18. In the next place, we have to remember that it would be wrong to pronounce adversely upon the new seniority rule merely because of its impact on the fortunes of any particular individual officer. Nor will it be correct to point that an individual officer 'A' would have fared better if the old quota rule and weightage rule had been restored. One thing that the section of promotees, who are now before us, cannot possibly ignore is that they had all been promoted at a time when there were no posts earmarked for them. Secondly, being promoted in very large numbers in a brief period from 1959 to 1962, they made further recruitment by promotion impossible in the years 1963, 1965, 1967 to 1970 because those who were promoted had to wait for their absorption under the quota rule for several succeeding years. We don't want to suggest that when these promotions were made on a mass scale, merit took the second place, but it cannot be ignored that those class II officers who, on merit, would have been normally considered for selection in 1963, 1965, and 1967 to 1970 could not be so considered because of the backlog of these unabsorbed promotees.
19. In the counter-affidavit filed by Mr. Mehra, Deputy Secretary to the Government, Ministry of Finance, dated August 31, 1973, the department has given a detailed account as to how, in pursuance of the direction of the court to frame a rule, it proceeded to frame the rule after consulting all interests and concerned authorities. The Government came to the conclusion on a just assessment of the situation that there could be only 4 alternatives before it which could form the basis of the new rule. Those four alternatives were as follows :
(i) The seniority of both the direct recruits and the promotees to be based on their length of service in class I;
(ii) To link the seniority to the proportion of actual intake of direct recruits and the promotees each year from 16-1-1959 onwards;
(iii) To apply the 1959 principles of seniority laid down by the Home Ministry which would employ ratio of vacancies between the direct recruits and promotees based on the quota of vacancies reserved for direct recruitment on promotion as may be fixed retrospectively from 16-1-1959;
(iv) To fix the seniority by alternating, on a roster system, the actual intake, the vacancies being equally divided between the promotees and the direct recruits for the entire period from 1959 to day.

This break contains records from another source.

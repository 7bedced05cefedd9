//! [`AdaptiveStreamController`] – self-tuning JPEG quality and frame rate.
//!
//! Stream loops report every frame as delivered or skipped. Once per window
//! (5 s) the success rate of that window decides the next settings:
//!
//! | success rate | quality | fps |
//! |---|---|---|
//! | `< 0.80` | −5 (floor 40) | −1 (floor 5) |
//! | `> 0.95` and quality below 75 | +3 (cap 75) | +1 (cap 15) |
//! | otherwise | hold | hold |
//!
//! A window with no attempts changes nothing; the window still restarts.

use std::sync::{Mutex, MutexGuard, PoisonError};
use std::time::{Duration, Instant};

use armlink_types::stats::{StreamSettings, StreamStats};
use tracing::{debug, info};

pub const QUALITY_MIN: u8 = 40;
pub const QUALITY_MAX: u8 = 75;
pub const FPS_MIN: u8 = 5;
pub const FPS_MAX: u8 = 15;

/// Length of one adaptation window.
pub const ADAPT_WINDOW: Duration = Duration::from_secs(5);

const DEGRADE_BELOW: f64 = 0.80;
const IMPROVE_ABOVE: f64 = 0.95;
const QUALITY_STEP_DOWN: u8 = 5;
const QUALITY_STEP_UP: u8 = 3;

/// Compute the settings for the next window from this window's outcome.
///
/// Pure; `maybe_adapt` is the only caller outside tests.
pub fn adjust(current: StreamSettings, delivered: u64, skipped: u64) -> StreamSettings {
    let attempts = delivered + skipped;
    if attempts == 0 {
        return current;
    }
    let success_rate = delivered as f64 / attempts as f64;
    if success_rate < DEGRADE_BELOW {
        StreamSettings {
            quality: current.quality.saturating_sub(QUALITY_STEP_DOWN).max(QUALITY_MIN),
            fps: current.fps.saturating_sub(1).max(FPS_MIN),
        }
    } else if success_rate > IMPROVE_ABOVE && current.quality < QUALITY_MAX {
        StreamSettings {
            quality: current.quality.saturating_add(QUALITY_STEP_UP).min(QUALITY_MAX),
            fps: current.fps.saturating_add(1).min(FPS_MAX),
        }
    } else {
        current
    }
}

#[derive(Debug, Default, Clone, Copy)]
struct Counters {
    delivered: u64,
    skipped: u64,
    bytes: u64,
}

#[derive(Debug)]
struct AdaptiveState {
    settings: StreamSettings,
    window_start: Instant,
    window: Counters,
    total: Counters,
}

/// Shared by every stream consumer and the acquisition loop.
#[derive(Debug)]
pub struct AdaptiveStreamController {
    state: Mutex<AdaptiveState>,
    window: Duration,
}

impl AdaptiveStreamController {
    /// Start from `initial`, clamped into the adaptive range.
    pub fn new(initial: StreamSettings) -> Self {
        Self::with_window(initial, ADAPT_WINDOW)
    }

    pub fn with_window(initial: StreamSettings, window: Duration) -> Self {
        let settings = StreamSettings {
            quality: initial.quality.clamp(QUALITY_MIN, QUALITY_MAX),
            fps: initial.fps.clamp(FPS_MIN, FPS_MAX),
        };
        if settings != initial {
            info!(
                requested_quality = initial.quality,
                requested_fps = initial.fps,
                quality = settings.quality,
                fps = settings.fps,
                "stream settings clamped to adaptive range"
            );
        }
        Self {
            state: Mutex::new(AdaptiveState {
                settings,
                window_start: Instant::now(),
                window: Counters::default(),
                total: Counters::default(),
            }),
            window,
        }
    }

    pub fn record_delivered(&self, bytes: usize) {
        let state = &mut *self.lock();
        for c in [&mut state.window, &mut state.total] {
            c.delivered += 1;
            c.bytes += bytes as u64;
        }
    }

    pub fn record_skipped(&self) {
        self.record_late(0);
    }

    /// A frame that reached the viewer but took longer than one frame period.
    /// Counts as skipped for adaptation; its bytes still count as sent.
    pub fn record_late(&self, bytes: usize) {
        let state = &mut *self.lock();
        for c in [&mut state.window, &mut state.total] {
            c.skipped += 1;
            c.bytes += bytes as u64;
        }
    }

    /// Evaluate the window if it has elapsed.
    ///
    /// Returns the settings in force for the new window, or `None` when the
    /// current window is still open.
    pub fn maybe_adapt(&self) -> Option<StreamSettings> {
        let mut state = self.lock();
        if state.window_start.elapsed() < self.window {
            return None;
        }
        let Counters { delivered, skipped, .. } = state.window;
        let before = state.settings;
        let after = adjust(before, delivered, skipped);
        state.settings = after;
        state.window = Counters::default();
        state.window_start = Instant::now();

        if after != before {
            info!(
                delivered,
                skipped,
                quality = after.quality,
                fps = after.fps,
                "stream settings adapted"
            );
        } else {
            debug!(delivered, skipped, "stream settings unchanged");
        }
        Some(after)
    }

    pub fn settings(&self) -> StreamSettings {
        self.lock().settings
    }

    /// Target period between frames at the current fps.
    pub fn frame_period(&self) -> Duration {
        Duration::from_secs(1) / u32::from(self.settings().fps.max(1))
    }

    pub fn stats(&self) -> StreamStats {
        let state = self.lock();
        StreamStats {
            fps: state.settings.fps,
            quality: state.settings.quality,
            frames_sent: state.window.delivered,
            frames_skipped: state.window.skipped,
            bytes_sent: state.window.bytes,
            total_frames_sent: state.total.delivered,
            total_frames_skipped: state.total.skipped,
            total_bytes_sent: state.total.bytes,
        }
    }

    fn lock(&self) -> MutexGuard<'_, AdaptiveState> {
        self.state.lock().unwrap_or_else(PoisonError::into_inner)
    }
}

impl Default for AdaptiveStreamController {
    fn default() -> Self {
        Self::new(StreamSettings { quality: 65, fps: 12 })
    }
}
//! `armlink-hal` – hardware abstraction for the arm and its camera.
//!
//! # Modules
//!
//! - [`driver`] – [`ArmDriver`][driver::ArmDriver]: blocking serial-bus
//!   interface to the six joints and the gripper.
//! - [`camera`] – [`ImageSource`][camera::ImageSource] and
//!   [`ImageSourceOpener`][camera::ImageSourceOpener]: blocking frame reads and
//!   retryable device acquisition.
//! - [`sim`] – simulated drivers for headless runs and tests.

pub mod camera;
pub mod driver;
pub mod sim;

pub use camera::{Frame, ImageSource, ImageSourceOpener};
pub use driver::ArmDriver;
pub use sim::{BusCall, SimArm, SimArmProbe, SimCamera};
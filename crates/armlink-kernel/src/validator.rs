//! [`InputValidator`] – boundary checks for client commands.
//!
//! Raw control input is validated here before it reaches the coalescer. A
//! message is checked in full before anything is applied, so one bad joint
//! rejects the whole update and leaves the arm state untouched.
//!
//! The coalescer itself never validates; it forwards whatever it is given.

use armlink_types::{ArmError, GripperValue, JointIndex, JointLimits};
use serde_json::{Map, Value};

/// Validates joint maps and gripper values against the arm's limits.
///
/// # Example
///
/// ```
/// use armlink_kernel::validator::InputValidator;
/// use serde_json::json;
///
/// let validator = InputValidator::default();
/// let joints = json!({"1": 45, "3": -10}).as_object().cloned().unwrap();
/// let update = validator.angles(&joints).unwrap();
/// assert_eq!(update.len(), 2);
///
/// let bad = json!({"7": 0}).as_object().cloned().unwrap();
/// assert!(validator.angles(&bad).is_err());
/// ```
#[derive(Debug, Clone, Default)]
pub struct InputValidator {
    limits: JointLimits,
}

impl InputValidator {
    pub fn new(limits: JointLimits) -> Self {
        Self { limits }
    }

    /// Turn a `{"<joint>": degrees}` map into a typed partial update, keeping
    /// message order.
    ///
    /// # Errors
    ///
    /// - [`ArmError::Malformed`] for an empty map or a non-numeric angle.
    /// - [`ArmError::InvalidJoint`] for a key outside `"1"`..`"6"`.
    /// - [`ArmError::AngleOutOfRange`] for an angle beyond the joint's limit.
    pub fn angles(&self, joints: &Map<String, Value>) -> Result<Vec<(JointIndex, f64)>, ArmError> {
        if joints.is_empty() {
            return Err(ArmError::Malformed("no joints given".to_string()));
        }
        joints
            .iter()
            .map(|(key, value)| {
                let joint: JointIndex = key.parse()?;
                let degrees = value.as_f64().ok_or_else(|| {
                    ArmError::Malformed(format!("{joint} angle must be a number, got {value}"))
                })?;
                self.limits.check(joint, degrees)?;
                Ok((joint, degrees))
            })
            .collect()
    }

    /// # Errors
    ///
    /// Returns [`ArmError::GripperOutOfRange`] outside `0..=100`.
    pub fn gripper(&self, value: i64) -> Result<GripperValue, ArmError> {
        GripperValue::new(value)
    }
}
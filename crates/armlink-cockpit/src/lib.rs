//! `armlink-cockpit` – network surface of the arm.
//!
//! An axum router (default port `8080`) over a shared [`AppState`]:
//!
//! 1. **Control** – one WebSocket session per client. Every text frame is a
//!    JSON [`ClientMessage`] answered with exactly one [`ServerMessage`].
//!    Sessions register with the heartbeat monitor; pings keep them alive.
//!
//! 2. **Video** – `GET /video` streams `multipart/x-mixed-replace` JPEG
//!    parts. Each viewer runs its own loop at the adaptive frame rate and
//!    reports delivery outcomes back to the stream controller.
//!
//! 3. **Fallback & diagnostics** – JSON endpoints mirroring the control
//!    messages, plus `GET /diagnostics`.
//!
//! [`ClientMessage`]: armlink_types::messages::ClientMessage
//! [`ServerMessage`]: armlink_types::messages::ServerMessage

pub mod api;
pub mod control;
pub mod server;
pub mod session;
pub mod state;
pub mod video;

#[cfg(test)]
mod testing;

pub use control::ControlHandler;
pub use server::{CockpitServer, DEFAULT_PORT, router};
pub use state::AppState;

20. The Government considered all these four alternatives and having seen the inconvenience and disadvantages in following the first three alternatives decided in favour of the fourth alternative as fair and just. Detailed reasons have been given in the affidavit why the three alternatives were rejected in favour of the last alternative and on a consideration of the same, we do not think that the Government came to an arbitrary or unreasonable decision. It was contended on behalf of the promotees that a fairer way would have been to fix seniority in accordance with the dates of appointment, the 73 spillovers being all deemed to have been appointed, on 16.1.1959 and the rest on the dates of appointment. It is not as if the point was not considered by the Government. In fact it was the first alternative. It was rejected because if that principle were followed it would have resulted in blocking of vacancies by direct recruits or promotees to the department of both. The promotees and the direct recruits had, during the various years, joined en bloc in particular months. For example, in 1959, 1960 and 1961 all the promotees for that year came in one block in the month of April. In the year 1962 they came in December, in 1964 in May, in 1966 in January and 1971 again in May. The direct recruits, on the other hand, normally joined duty around July and since both promotees and direct recruits joined in block of large numbers it was inevitable that these blocks would operate disadvantageously in the matter of promotion, because instead of ensuring a fairer proportion of both promotees and direct recruits for the purposes of promotion as Assistant Commissioners, the blocks would have operated to do just the opposite. The whole situation is clearly illustrated in the affidavit filed by the department and we don't think that the department was wrong in not acceding to this contention of the promotees.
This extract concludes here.